PyConUY 2013 contest
We use Python in a large portion of our projets and we wanted the PyConUY attendees to know about it.
The objective is simple, create a Python library to ease the usage of our REST-ish speaker voice recognition API documented in docs/api.rst. There is also a live demo using this very same API accesible by telephone at +598 27123142 (instructions are in Spanish).
The version of this public webservice only supports male/female gender recognition, so the coding task should not be too hard nor long. To get you started, you can check out the very basic client example at example/gender.py.
The rules are simple, you spend a bit of time coding, we got to choose the one we like the most. Only open licensed software is allowed to be used and you can team up with as many developers as you like.
We watch out for, but not limited to:
- Automated tests.
- How functionally complete the library is.
- The right degree of abstraction.
- Documentation, usage of a framework for this end is a plus.
- PEP8 complaint code.
- Few dependencies.
- Reported API bugs thru this repository Issue system. This includes documentation errors.
How to participate
Fork this repo and issue a "pull request" before November 10th. Keep an eye for updates to this README and API documentation.
The prize -besides the glory- is a Lenovo IdeaTab A2107 tablet.
We'll make a decision on November 18th and announce the happy winner right here in this file.
Just git pull the results.
There were two PRs.
marcelor reported several issues, and the library was documented using Sphinx, which we love. The code was functional and quite easy to follow, yet it introduced some concepts as endpoints which weren't that much natural for us. Also, no audio file handling was included, which we would like to be included as this is a big part of the API usage.

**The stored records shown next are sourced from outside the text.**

use actix_web::{error::BlockingError, http::StatusCode, HttpResponse, ResponseError};
use serde_json::json;
use thiserror::Error;
use uuid::Uuid;

#[derive(Debug, Error)]
pub enum CatalogError {
    #[error("product {0} not found")]
    NotFound(Uuid),
    #[error("database error: {0}")]
    Database(#[from] diesel::result::Error),
    #[error("connection pool error: {0}")]
    Pool(#[from] r2d2::Error),
    #[error("blocking pool error: {0}")]
    Blocking(#[from] BlockingError),
    /// Raised by `MemoryProductStore` where Postgres would reject the row itself.
    #[error("constraint violated: {0}")]
    Constraint(String),
    #[error("store unavailable: {0}")]
    Unavailable(String),
    /// Startup only; logged by `server::migrate`, never returned from a handler.
    #[error("migration failed: {0}")]
    Migration(String),
}

impl ResponseError for CatalogError {
    fn status_code(&self) -> StatusCode {
        match self {
            CatalogError::NotFound(_) => StatusCode::NOT_FOUND,
            _ => StatusCode::INTERNAL_SERVER_ERROR,
        }
    }

    fn error_response(&self) -> HttpResponse {
        match self {
            CatalogError::NotFound(_) => HttpResponse::NotFound().finish(),
            fault => {
                tracing::error!(error = %fault, "request failed");
                HttpResponse::InternalServerError()
                    .json(json!({"message": "internal server error"}))
            }
        }
    }
}
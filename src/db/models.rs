use chrono::NaiveDateTime;
use diesel::prelude::*;

use crate::db::schema::products;
use crate::models::{CreateProductRequest, Product};

#[derive(Queryable, Selectable, Debug, Clone)]
#[diesel(table_name = products)]
#[diesel(check_for_backend(diesel::pg::Pg))]
pub struct ProductRecord {
    pub id: uuid::Uuid,
    pub name: String,
    pub description: Option<String>,
    pub price: f64,
    pub image: Option<String>,
    pub created_at: NaiveDateTime,
}

impl From<ProductRecord> for Product {
    fn from(record: ProductRecord) -> Self {
        Product {
            id: record.id,
            name: record.name,
            description: record.description,
            price: record.price,
            image: record.image,
        }
    }
}

/// `None` fields insert `DEFAULT`; `created_at` always does. A missing `name` or
/// `price` therefore trips the NOT NULL constraint.
#[derive(Insertable)]
#[diesel(table_name = products)]
pub struct NewProduct<'a> {
    pub id: uuid::Uuid,
    pub name: Option<&'a str>,
    pub description: Option<&'a str>,
    pub price: Option<f64>,
    pub image: Option<&'a str>,
}

impl<'a> NewProduct<'a> {
    pub fn new(id: uuid::Uuid, request: &'a CreateProductRequest) -> Self {
        NewProduct {
            id,
            name: request.name.as_deref(),
            description: request.description.as_deref(),
            price: request.price,
            image: request.image.as_deref(),
        }
    }
}

/// Full overwrite of the mutable columns after a patch has been applied in memory.
#[derive(AsChangeset)]
#[diesel(table_name = products)]
#[diesel(treat_none_as_null = true)]
pub struct UpdateProduct<'a> {
    pub name: &'a str,
    pub description: Option<&'a str>,
    pub price: f64,
    pub image: Option<&'a str>,
}

impl<'a> From<&'a Product> for UpdateProduct<'a> {
    fn from(product: &'a Product) -> Self {
        UpdateProduct {
            name: &product.name,
            description: product.description.as_deref(),
            price: product.price,
            image: product.image.as_deref(),
        }
    }
}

Let's talk about tooxie's work now. We loved the level of abstraction of his library, it was well balanced, and included test suites. The code was extremely well documented, but lacked auto-generated documentation, that we would have appreciated. However, good documentation and usage examples where supplied, so it was easy to follow the code and understand how the library worked.
No submission was 100% PEP8 compliant but tooxie's was by far the most rigorous in that matter. This submission also had automatic audio file handling, including automatic conversion, which is fantastic feature to have. tooxie also reported a couple of issues via github.
We found tooxie's version the most pythonic and functionally complete, and that's why we choose it as the winner.
Congratulations to both and thank you very much for your submissions.